Bütün bu saldırıların altında fazlasıyla ezilen sağlık emekçileri de 1 Mayıs’ta sorunlarını tartışıp taleplerini haykıracak. Bu genel saldırıların yanı sıra sağlık emekçilerinin iş kolunda yaşadığı sorunlar bir yumak gelmiş durumda. Yoğun çalışma temposundan dolayı sorunlarımızı konuşacak ne zaman ne de enerji bulabiliyoruz kendimizde.

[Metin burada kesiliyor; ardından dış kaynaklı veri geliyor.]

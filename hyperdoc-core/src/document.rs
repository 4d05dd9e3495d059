//! The wire document model.
//!
//! This module provides the typed representation of a JSON:API document:
//! primary data (a single resource object or an array), relationship blocks,
//! the `included` array of side-loaded resources, links, and meta. All types
//! serialize with serde; empty optional sections are omitted from the wire.
//!
//! Two encodings in this model are deliberately asymmetric around `null`:
//!
//! - a relationship whose `data` key is **omitted** means "not loaded", while
//!   an explicit `"data": null` means "empty to-one relationship";
//! - a [`Link`] serializes as a bare string when it carries no meta and as a
//!   `{ "href", "meta" }` object otherwise.
//!
//! Both distinctions survive a parse/serialize round trip.

use serde::ser::SerializeMap;
use serde::{Deserialize, Deserializer, Serialize, Serializer};
use serde_json::Value;
use std::collections::BTreeMap;

use crate::error::DocumentResult;

/// Free-form meta object attached to documents, resources, relationships, and
/// links.
pub type Meta = serde_json::Map<String, Value>;

/// The opaque attribute payload of a resource object, produced by the
/// caller's own encoding. The engine never looks inside.
pub type Attributes = serde_json::Map<String, Value>;

/// Named links attached to documents, resources, and relationships.
pub type Links = BTreeMap<String, Link>;

/// A single link: a URL plus optional meta.
///
/// On the wire a link without meta is a bare string; a link with meta is an
/// object with `href` and `meta` members.
#[derive(Debug, Clone, Default, PartialEq)]
pub struct Link {
    /// The link URL.
    pub href: String,
    /// Optional meta describing the link.
    pub meta: Meta,
}

impl Link {
    /// Creates a link with no meta.
    pub fn new(href: impl Into<String>) -> Self {
        Self {
            href: href.into(),
            meta: Meta::new(),
        }
    }

    /// Creates a link carrying meta.
    pub fn with_meta(href: impl Into<String>, meta: Meta) -> Self {
        Self {
            href: href.into(),
            meta,
        }
    }
}

impl Serialize for Link {
    fn serialize<S: Serializer>(&self, serializer: S) -> Result<S::Ok, S::Error> {
        if self.meta.is_empty() {
            serializer.serialize_str(&self.href)
        } else {
            let mut map = serializer.serialize_map(Some(2))?;
            map.serialize_entry("href", &self.href)?;
            map.serialize_entry("meta", &self.meta)?;
            map.end()
        }
    }
}

impl<'de> Deserialize<'de> for Link {
    fn deserialize<D: Deserializer<'de>>(deserializer: D) -> Result<Self, D::Error> {
        #[derive(Deserialize)]
        #[serde(untagged)]
        enum Repr {
            Href(String),
            Object {
                href: String,
                #[serde(default)]
                meta: Meta,
            },
        }

        Ok(match Repr::deserialize(deserializer)? {
            Repr::Href(href) => Link {
                href,
                meta: Meta::new(),
            },
            Repr::Object { href, meta } => Link { href, meta },
        })
    }
}

/// A resource identifier: id, optional local id, and optional type-name
/// override.
///
/// Within one document, the pair (resolved type name, identifier) uniquely
/// identifies a resource. The local id (`lid`) correlates client-generated
/// resources before a server-assigned id exists and is only meaningful until
/// then. The `type_name` overrides the collection name otherwise derived from
/// the record's kind by pluralization.
#[derive(Debug, Clone, Default, PartialEq, Eq, Hash, Serialize, Deserialize)]
pub struct Identifier {
    /// The server-assigned id, empty while the resource is transient.
    pub id: String,
    /// Client-generated local id, if any.
    #[serde(default, skip_serializing_if = "Option::is_none")]
    pub lid: Option<String>,
    /// Explicit type-name override, if any.
    #[serde(rename = "type", default, skip_serializing_if = "Option::is_none")]
    pub type_name: Option<String>,
}

impl Identifier {
    /// Creates an identifier with the given id and no local id or type
    /// override.
    pub fn new(id: impl Into<String>) -> Self {
        Self {
            id: id.into(),
            lid: None,
            type_name: None,
        }
    }

    /// Creates an identifier with an explicit type name.
    pub fn typed(id: impl Into<String>, type_name: impl Into<String>) -> Self {
        Self {
            id: id.into(),
            lid: None,
            type_name: Some(type_name.into()),
        }
    }
}

/// The `data` member of a relationship block: a single nullable identifier
/// for to-one relationships, an ordered sequence for to-many relationships.
#[derive(Debug, Clone, PartialEq, Eq, Serialize, Deserialize)]
#[serde(untagged)]
pub enum RelationshipData {
    /// To-one linkage; `None` serializes as `null`.
    ToOne(Option<Identifier>),
    /// To-many linkage; an empty vector serializes as `[]`.
    ToMany(Vec<Identifier>),
}

/// One relationship block of a resource object.
///
/// `data: None` means the key is omitted entirely (the relationship exists
/// but was not loaded); `Some(RelationshipData::ToOne(None))` is an
/// explicitly empty to-one; `Some(RelationshipData::ToMany(vec![]))` is an
/// explicitly empty to-many.
#[derive(Debug, Clone, Default, PartialEq, Serialize, Deserialize)]
pub struct Relationship {
    /// Relationship linkage, if loaded.
    #[serde(
        default,
        deserialize_with = "nullable_relationship_data",
        skip_serializing_if = "Option::is_none"
    )]
    pub data: Option<RelationshipData>,
    /// `self`/`related` links for the relationship.
    #[serde(default, skip_serializing_if = "Links::is_empty")]
    pub links: Links,
    /// Relationship-scoped meta.
    #[serde(default, skip_serializing_if = "Meta::is_empty")]
    pub meta: Meta,
}

// An explicit `"data": null` must parse as ToOne(None), not as an absent key.
fn nullable_relationship_data<'de, D: Deserializer<'de>>(
    deserializer: D,
) -> Result<Option<RelationshipData>, D::Error> {
    RelationshipData::deserialize(deserializer).map(Some)
}

/// One resource object: type, identity, opaque attributes, relationship
/// blocks, links, and meta.
#[derive(Debug, Clone, Default, PartialEq, Serialize, Deserialize)]
pub struct ResourceObject {
    /// The resolved collection type name.
    #[serde(rename = "type")]
    pub type_name: String,
    /// The server-assigned id, empty for client-created resources.
    #[serde(default)]
    pub id: String,
    /// Client-generated local id, if any.
    #[serde(default, skip_serializing_if = "Option::is_none")]
    pub lid: Option<String>,
    /// The caller-defined attribute payload.
    #[serde(default, skip_serializing_if = "Attributes::is_empty")]
    pub attributes: Attributes,
    /// Relationship blocks keyed by relation name.
    #[serde(default, skip_serializing_if = "BTreeMap::is_empty")]
    pub relationships: BTreeMap<String, Relationship>,
    /// Resource-level links.
    #[serde(default, skip_serializing_if = "Links::is_empty")]
    pub links: Links,
    /// Resource-level meta.
    #[serde(default, skip_serializing_if = "Meta::is_empty")]
    pub meta: Meta,
}

impl ResourceObject {
    /// Returns this resource's identifier, carrying the type name.
    pub fn identifier(&self) -> Identifier {
        Identifier {
            id: self.id.clone(),
            lid: self.lid.clone(),
            type_name: Some(self.type_name.clone()),
        }
    }
}

/// The primary data of a document: one (nullable) resource object or an
/// array of resource objects.
#[derive(Debug, Clone, PartialEq, Serialize, Deserialize)]
#[serde(untagged)]
pub enum PrimaryData {
    /// A single primary resource; `None` serializes as `null`.
    Single(Option<ResourceObject>),
    /// An array of primary resources, in input order.
    Collection(Vec<ResourceObject>),
}

/// A complete document: primary data, deduplicated `included` resources, and
/// top-level links and meta.
///
/// Documents are constructed fresh per marshal call and discarded after
/// encoding; [`Document::default`] is the empty document `{}`.
#[derive(Debug, Clone, Default, PartialEq, Serialize, Deserialize)]
pub struct Document {
    /// Primary data, if any.
    #[serde(
        default,
        deserialize_with = "nullable_primary_data",
        skip_serializing_if = "Option::is_none"
    )]
    pub data: Option<PrimaryData>,
    /// Side-loaded resources, breadth-first by discovery, first seen wins.
    #[serde(default, skip_serializing_if = "Vec::is_empty")]
    pub included: Vec<ResourceObject>,
    /// Top-level links (for example pagination links).
    #[serde(default, skip_serializing_if = "Links::is_empty")]
    pub links: Links,
    /// Top-level meta.
    #[serde(default, skip_serializing_if = "Meta::is_empty")]
    pub meta: Meta,
}

fn nullable_primary_data<'de, D: Deserializer<'de>>(
    deserializer: D,
) -> Result<Option<PrimaryData>, D::Error> {
    PrimaryData::deserialize(deserializer).map(Some)
}

impl Document {
    /// Converts this document to a JSON value.
    ///
    /// # Errors
    ///
    /// Returns an error if serialization fails.
    pub fn to_json(&self) -> DocumentResult<Value> {
        Ok(serde_json::to_value(self)?)
    }

    /// Encodes this document as JSON bytes.
    ///
    /// # Errors
    ///
    /// Returns an error if serialization fails.
    pub fn to_vec(&self) -> DocumentResult<Vec<u8>> {
        Ok(serde_json::to_vec(self)?)
    }

    /// Parses a document from a JSON value.
    ///
    /// # Errors
    ///
    /// Returns an error if deserialization fails or the structure is invalid.
    pub fn from_json(value: Value) -> DocumentResult<Self> {
        Ok(serde_json::from_value(value)?)
    }

    /// Parses a document from JSON bytes.
    ///
    /// # Errors
    ///
    /// Returns an error if deserialization fails or the structure is invalid.
    pub fn from_slice(bytes: &[u8]) -> DocumentResult<Self> {
        Ok(serde_json::from_slice(bytes)?)
    }
}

Adeta bant sistemiyle çalışan bir fabrika gibi sürekli işlem yapmak zorundasın işlemi zamanında yapamadığında hastanın tedavisi yapılmamış olur. İşçi nasıl bant hızında üretim yapması gerekiyorsa, sağlık iş kolunda da performans sistemi benzer koşul dayatıyor. Hastaların özelliklerine göre değil sistemin işleyişine göre ayarlanan onar dakikalık süre içinde hastayı muayene etmek ve bir sonra ki hastaya geçmek durumundasın, aksi durumda kapı önünde hastalar sağlık çalışanını tehdit eder, hastane yönetimi de doktoru performans düşüklüğü nedeniyle uyarır. Hastanın nitelikli sağlık hizmet almasını kimse sorgulamaz, hekim ve sağlık emekçileri de bu rutin işleyişe aynen seri üretim bant sisteminde olduğu gibi uyum sağlamaya çalışırlar. Sorgulayan itiraz eden sağlık emekçileri de sürgün, baskı, mobbing gibi uygulamalarla hizaya getirilmeye çalışılır sistemi korumaya çalışan hastane yöneticileri tarafından.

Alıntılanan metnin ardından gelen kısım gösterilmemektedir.